Before this commit, chapter 23 of the ebook had some spurious markup
that found its way into the readable text:

    And Harry brought out the original parchment with the hypotheses,
    and began scribbling.

    plus .5minus 1

    Observation:

    Wizardry isn’t as powerful now as it was when Hogwarts was founded.

    plus .5minus 1

You can see the source of this markup in the comment immediately above
the line changed in this commit:

    # \vskip 1\baselineskip plus .5\textheight minus 1\baselineskip

The problem is this regex:

    "\\vskip .*?\\baselineskip"

In the example above, it matches `"\vskip 1\baselineskip"`, stopping at
the first `"\baselineskip"` instead of the one at the end of the line.
This leaves the errant bit of markup in the text:

    plus .5\textheight minus 1\baselineskip

Which, because it does not start with a backslash, ends up inserted into
the content.

The fix is simple: remove the `'?'`, turning the `".*"` into a greedy
match instead of a minimal match. This matches to the end of the last
`"\baselineskip"`, completely removing this bit of markup from the text
as intended.
---
 scripts/ebook/step_3.py | 2 +-
 1 file changed, 1 insertion(+), 1 deletion(-)

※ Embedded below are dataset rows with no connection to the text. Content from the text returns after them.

//! Custom assertion macros and utilities
//!
//! Provides enhanced assertion macros for better test output and
//! more descriptive error messages.

/// Assert that a result is ok and return the value
#[macro_export]
macro_rules! assert_ok {
    ($result:expr) => {
        match $result {
            Ok(value) => value,
            Err(e) => panic!("Expected Ok, got Err: {:?}", e),
        }
    };
    ($result:expr, $message:expr) => {
        match $result {
            Ok(value) => value,
            Err(e) => panic!("{}: {:?}", $message, e),
        }
    };
}

/// Assert that a result is an error
#[macro_export]
macro_rules! assert_err {
    ($result:expr) => {
        assert!($result.is_err(), "Expected Err, got Ok");
    };
    ($result:expr, $pattern:pat) => {
        match $result {
            Err($pattern) => {}
            Ok(value) => panic!("Expected Err, got Ok: {:?}", value),
            Err(e) => panic!("Expected different error variant, got: {:?}", e),
        }
    };
}

/// Assert that a string contains a substring
#[macro_export]
macro_rules! assert_contains {
    ($haystack:expr, $needle:expr) => {
        assert!(
            $haystack.contains($needle),
            "Expected '{}' to contain '{}'",
            $haystack,
            $needle
        );
    };
}

/// Assert an error response: status plus the `{error, status}` body shape
#[macro_export]
macro_rules! assert_error_response {
    ($response:expr, $status:expr) => {{
        let (status, body) = $response;
        assert_eq!(status, $status, "unexpected status, body: {}", body);
        assert_eq!(body["status"], $status.as_u16(), "body: {}", body);
        assert!(body["error"].is_string(), "body: {}", body);
        body
    }};
}
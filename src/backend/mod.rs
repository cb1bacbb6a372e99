//! Backend Module
//!
//! Server-side code: the authentication and authorization core and the
//! axum HTTP server that hosts it. Only compiled with the `ssr` feature.
//!
//! # Architecture
//!
//! - **`auth`** - credential validation, token codec, access decisions, handlers
//! - **`middleware`** - the per-route access guard and `Principal` extractor
//! - **`routes`** - route table with each route's `RouteAccess`
//! - **`server`** - application state, store selection, app creation
//! - **`error`** - `BackendError` and its HTTP response conversion
//!
//! # Module Structure
//!
//! ```text
//! backend/
//! ├── mod.rs          - Module exports and documentation
//! ├── main.rs         - Server binary entry point
//! ├── auth/           - Authentication and authorization core
//! ├── middleware/     - Request middleware
//! ├── routes/         - Route configuration
//! ├── server/         - Server initialization and state
//! └── error/          - Error types
//! ```
//!
//! # Request Lifecycle
//!
//! ```text
//! request → TraceLayer → access_guard (public? / decode / roles / permissions)
//!         → handler (Principal extractor) → JSON response or BackendError
//! ```
//!
//! # Thread Safety
//!
//! Requests share no mutable state besides the credential store: the token
//! codec and hasher are immutable, `PgPool` is internally synchronized and
//! the memory store sits behind a `tokio::sync::RwLock`.

/// Server setup and state
pub mod server;

/// Route configuration
pub mod routes;

/// Backend error types
pub mod error;

/// Authentication and authorization
pub mod auth;

/// Middleware for request processing
pub mod middleware;

pub use error::BackendError;
pub use server::create_app;
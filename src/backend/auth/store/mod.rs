//! Credential Store Adapters
//!
//! Implementations of [`CredentialStore`](crate::backend::auth::users::CredentialStore):
//!
//! - **`postgres`** - `PgCredentialStore`, the production adapter (sqlx)
//! - **`memory`** - `MemoryCredentialStore`, used without a database and in tests

/// PostgreSQL store
pub mod postgres;

/// In-process store
pub mod memory;

pub use memory::MemoryCredentialStore;
pub use postgres::PgCredentialStore;
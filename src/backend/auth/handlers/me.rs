/**
 * Current Identity and Profile Handlers
 *
 * - GET /auth/me - re-reads the caller's identity from the store
 * - GET /auth/profile - echoes the principal decoded from the token
 *
 * Both sit behind the access guard, which has already decoded and checked
 * the token; they only read the `Principal` it attached.
 */

use axum::{extract::State, response::Json};

use crate::backend::auth::access::AuthenticatedPrincipal;
use crate::backend::auth::users::{PublicIdentity, StoreError};
use crate::backend::error::BackendError;
use crate::backend::middleware::Principal;
use crate::backend::server::state::AppState;

/// Get current identity handler
///
/// # Errors
///
/// * `401 Unauthorized` - rejected by the guard
/// * `404 Not Found` - the identity was removed after the token was issued
pub async fn get_me(
    State(state): State<AppState>,
    Principal(principal): Principal,
) -> Result<Json<PublicIdentity>, BackendError> {
    let identity = state
        .store
        .find_by_id(principal.user_id)
        .await?
        .ok_or_else(|| {
            tracing::warn!("Identity not found: {}", principal.user_id);
            StoreError::NotFound(principal.user_id)
        })?;

    Ok(Json(identity.into()))
}

/// Profile handler: the claims carried by the caller's token
pub async fn get_profile(Principal(principal): Principal) -> Json<AuthenticatedPrincipal> {
    Json(principal)
}
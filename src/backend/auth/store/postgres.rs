/**
 * PostgreSQL Credential Store
 *
 * The production store adapter. Roles and permissions live in `TEXT[]`
 * columns holding their wire names; rows are converted into `Identity`
 * on the way out and rejected as corrupt if they hold an unknown tag.
 */

use std::collections::BTreeSet;

use async_trait::async_trait;
use chrono::{DateTime, Utc};
use sqlx::PgPool;

use crate::backend::auth::users::{CredentialStore, Identity, NewIdentity, StoreError};
use crate::shared::roles::{parse_tags, tag_names};
use crate::shared::{Permission, Role};

const USER_COLUMNS: &str =
    "id, email, display_name, password_hash, roles, permissions, area, created_at, updated_at";

/// Raw `users` row
#[derive(Debug, sqlx::FromRow)]
struct UserRow {
    id: i64,
    email: String,
    display_name: String,
    password_hash: String,
    roles: Vec<String>,
    permissions: Vec<String>,
    area: String,
    created_at: DateTime<Utc>,
    updated_at: DateTime<Utc>,
}

impl TryFrom<UserRow> for Identity {
    type Error = StoreError;

    fn try_from(row: UserRow) -> Result<Self, Self::Error> {
        let id = row.id;
        let corrupt = |source| StoreError::Corrupt { id, source };
        Ok(Identity {
            id: row.id,
            email: row.email,
            display_name: row.display_name,
            secret_hash: row.password_hash,
            roles: parse_tags(&row.roles).map_err(corrupt)?,
            permissions: parse_tags(&row.permissions).map_err(corrupt)?,
            area: row.area,
            created_at: row.created_at,
            updated_at: row.updated_at,
        })
    }
}

/// Credential store backed by a PostgreSQL pool
#[derive(Clone)]
pub struct PgCredentialStore {
    pool: PgPool,
}

impl PgCredentialStore {
    /// Wrap an existing pool
    pub fn new(pool: PgPool) -> Self {
        Self { pool }
    }

    /// Connect and run the bundled migrations
    pub async fn connect(database_url: &str) -> Result<Self, StoreError> {
        tracing::info!("Connecting to database...");
        let pool = PgPool::connect(database_url).await?;
        tracing::info!("Running database migrations...");
        sqlx::migrate!()
            .run(&pool)
            .await
            .map_err(|e| StoreError::Database(e.into()))?;
        tracing::info!("Database migrations completed successfully");
        Ok(Self::new(pool))
    }

    async fn fetch_one_updated(
        &self,
        sql: &str,
        id: i64,
        values: Vec<String>,
    ) -> Result<Identity, StoreError> {
        let row = sqlx::query_as::<_, UserRow>(sql)
            .bind(values)
            .bind(Utc::now())
            .bind(id)
            .fetch_optional(&self.pool)
            .await?
            .ok_or(StoreError::NotFound(id))?;
        row.try_into()
    }
}

#[async_trait]
impl CredentialStore for PgCredentialStore {
    async fn find_by_email(&self, email: &str) -> Result<Option<Identity>, StoreError> {
        let sql = format!("SELECT {} FROM users WHERE email = $1", USER_COLUMNS);
        sqlx::query_as::<_, UserRow>(&sql)
            .bind(email)
            .fetch_optional(&self.pool)
            .await?
            .map(Identity::try_from)
            .transpose()
    }

    async fn find_by_id(&self, id: i64) -> Result<Option<Identity>, StoreError> {
        let sql = format!("SELECT {} FROM users WHERE id = $1", USER_COLUMNS);
        sqlx::query_as::<_, UserRow>(&sql)
            .bind(id)
            .fetch_optional(&self.pool)
            .await?
            .map(Identity::try_from)
            .transpose()
    }

    async fn create(&self, new_identity: NewIdentity) -> Result<Identity, StoreError> {
        let now = Utc::now();
        let sql = format!(
            r#"
            INSERT INTO users (email, display_name, password_hash, roles, permissions, area, created_at, updated_at)
            VALUES ($1, $2, $3, $4, $5, $6, $7, $7)
            RETURNING {}
            "#,
            USER_COLUMNS
        );
        let row = sqlx::query_as::<_, UserRow>(&sql)
            .bind(&new_identity.email)
            .bind(&new_identity.display_name)
            .bind(&new_identity.secret_hash)
            .bind(tag_names(&new_identity.roles))
            .bind(tag_names(&new_identity.permissions))
            .bind(&new_identity.area)
            .bind(now)
            .fetch_one(&self.pool)
            .await
            .map_err(|e| match e {
                sqlx::Error::Database(ref db) if db.is_unique_violation() => {
                    StoreError::DuplicateEmail(new_identity.email.clone())
                }
                other => StoreError::Database(other),
            })?;
        row.try_into()
    }

    async fn update_roles(&self, id: i64, roles: &BTreeSet<Role>) -> Result<Identity, StoreError> {
        let sql = format!(
            "UPDATE users SET roles = $1, updated_at = $2 WHERE id = $3 RETURNING {}",
            USER_COLUMNS
        );
        self.fetch_one_updated(&sql, id, tag_names(roles)).await
    }

    async fn update_permissions(
        &self,
        id: i64,
        permissions: &BTreeSet<Permission>,
    ) -> Result<Identity, StoreError> {
        let sql = format!(
            "UPDATE users SET permissions = $1, updated_at = $2 WHERE id = $3 RETURNING {}",
            USER_COLUMNS
        );
        self.fetch_one_updated(&sql, id, tag_names(permissions)).await
    }

    async fn list(&self) -> Result<Vec<Identity>, StoreError> {
        let sql = format!("SELECT {} FROM users ORDER BY id", USER_COLUMNS);
        sqlx::query_as::<_, UserRow>(&sql)
            .fetch_all(&self.pool)
            .await?
            .into_iter()
            .map(Identity::try_from)
            .collect()
    }
}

diff --git a/scripts/ebook/step_3.py b/scripts/ebook/step_3.py
index 9aae4073b..f14a275aa 100755
--- a/scripts/ebook/step_3.py
+++ b/scripts/ebook/step_3.py
@@ -51,7 +51,7 @@
     cont = re.sub(r"\\clearpage(\{\}|)\n?", "", cont)
 
     # \vskip 1\baselineskip plus .5\textheight minus 1\baselineskip
-    cont = re.sub(r"\\vskip .*?\\baselineskip", "", cont)
+    cont = re.sub(r"\\vskip .*\\baselineskip", "", cont)
 
     # remove \settowidth{\versewidth}... \begin{verse}[\versewidth]
     cont = re.sub(